* _WHAT YOU WILL DO_
Type every record exactly as it appears.

[Dataset entries]
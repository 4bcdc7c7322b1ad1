//! Agent boundary.
//!
//! The agent runs the configured pipelines. The lifecycle subsystem only
//! sees it through [`Agent`] and [`AgentFactory`]:
//!
//! ```text
//! Runner      → AgentFactory::verify_config   (config test mode)
//! Runner      → AgentFactory::create          (after validation)
//! Supervisor  → Agent::execute                (spawned task)
//! Supervisor  → Agent::reload_state           (SIGHUP / config change)
//! Runner      → Agent::shutdown               (after the task completes)
//! ```

pub mod local;

use std::sync::Arc;
use async_trait::async_trait;
use thiserror::Error;

use crate::config::{ConfigError, Settings, SettingsError};
use crate::lifecycle::{ShutdownCoordinator, StopSignal};

pub use local::{LocalAgent, LocalAgentFactory};

/// Errors raised by an agent.
#[derive(Debug, Error)]
pub enum AgentError {
    #[error("configuration error: {0}")]
    Config(#[from] ConfigError),

    #[error(transparent)]
    Settings(#[from] SettingsError),

    #[error("pipeline error: {0}")]
    Pipeline(String),

    #[error("agent task panicked: {0}")]
    Panicked(String),

    #[error("agent task aborted: {0}")]
    Aborted(String),
}

/// A running agent as seen by the supervisor.
#[async_trait]
pub trait Agent: Send + Sync {
    /// Run until the pipelines finish or `stop` is requested. Returns the
    /// process exit code.
    async fn execute(&self, stop: StopSignal) -> Result<i32, AgentError>;

    /// Final cleanup after `execute` returned. Called once on every
    /// non-forced exit.
    async fn shutdown(&self) -> Result<(), AgentError>;

    /// Request a configuration reload. Must not block.
    fn reload_state(&self);
}

/// Builds agents once startup validation has passed.
pub trait AgentFactory {
    type Agent: Agent + 'static;

    /// Check pipeline configuration text without running it.
    fn verify_config(&self, config: &str) -> Result<(), AgentError>;

    fn create(&self, settings: Arc<Settings>, policy: ShutdownCoordinator) -> Result<Arc<Self::Agent>, AgentError>;
}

* _RESPONSE TO THE EXERCISE_
repository 4bcdc7c7322b1ad1
//! Agent boundary.
//!
//! The agent runs the configured pipelines. The lifecycle subsystem only
//! sees it through [`Agent`] and [`AgentFactory`]:
//!
//! ```text
//! Runner      → AgentFactory::verify_config   (config test mode)
//! Runner      → AgentFactory::create          (after validation)
//! Supervisor  → Agent::execute                (spawned task)
//! Supervisor  → Agent::reload_state           (SIGHUP / config change)
//! Runner      → Agent::shutdown               (after the task completes)
//! ```

pub mod local;

use std::sync::Arc;
use async_trait::async_trait;
use thiserror::Error;

use crate::config::{ConfigError, Settings, SettingsError};
use crate::lifecycle::{ShutdownCoordinator, StopSignal};

pub use local::{LocalAgent, LocalAgentFactory};

/// Errors raised by an agent.
#[derive(Debug, Error)]
pub enum AgentError {
    #[error("configuration error: {0}")]
    Config(#[from] ConfigError),

    #[error(transparent)]
    Settings(#[from] SettingsError),

    #[error("pipeline error: {0}")]
    Pipeline(String),

    #[error("agent task panicked: {0}")]
    Panicked(String),

    #[error("agent task aborted: {0}")]
    Aborted(String),
}

/// A running agent as seen by the supervisor.
#[async_trait]
pub trait Agent: Send + Sync {
    /// Run until the pipelines finish or `stop` is requested. Returns the
    /// process exit code.
    async fn execute(&self, stop: StopSignal) -> Result<i32, AgentError>;

    /// Final cleanup after `execute` returned. Called once on every
    /// non-forced exit.
    async fn shutdown(&self) -> Result<(), AgentError>;

    /// Request a configuration reload. Must not block.
    fn reload_state(&self);
}

/// Builds agents once startup validation has passed.
pub trait AgentFactory {
    type Agent: Agent + 'static;

    /// Check pipeline configuration text without running it.
    fn verify_config(&self, config: &str) -> Result<(), AgentError>;

    fn create(&self, settings: Arc<Settings>, policy: ShutdownCoordinator) -> Result<Arc<Self::Agent>, AgentError>;
}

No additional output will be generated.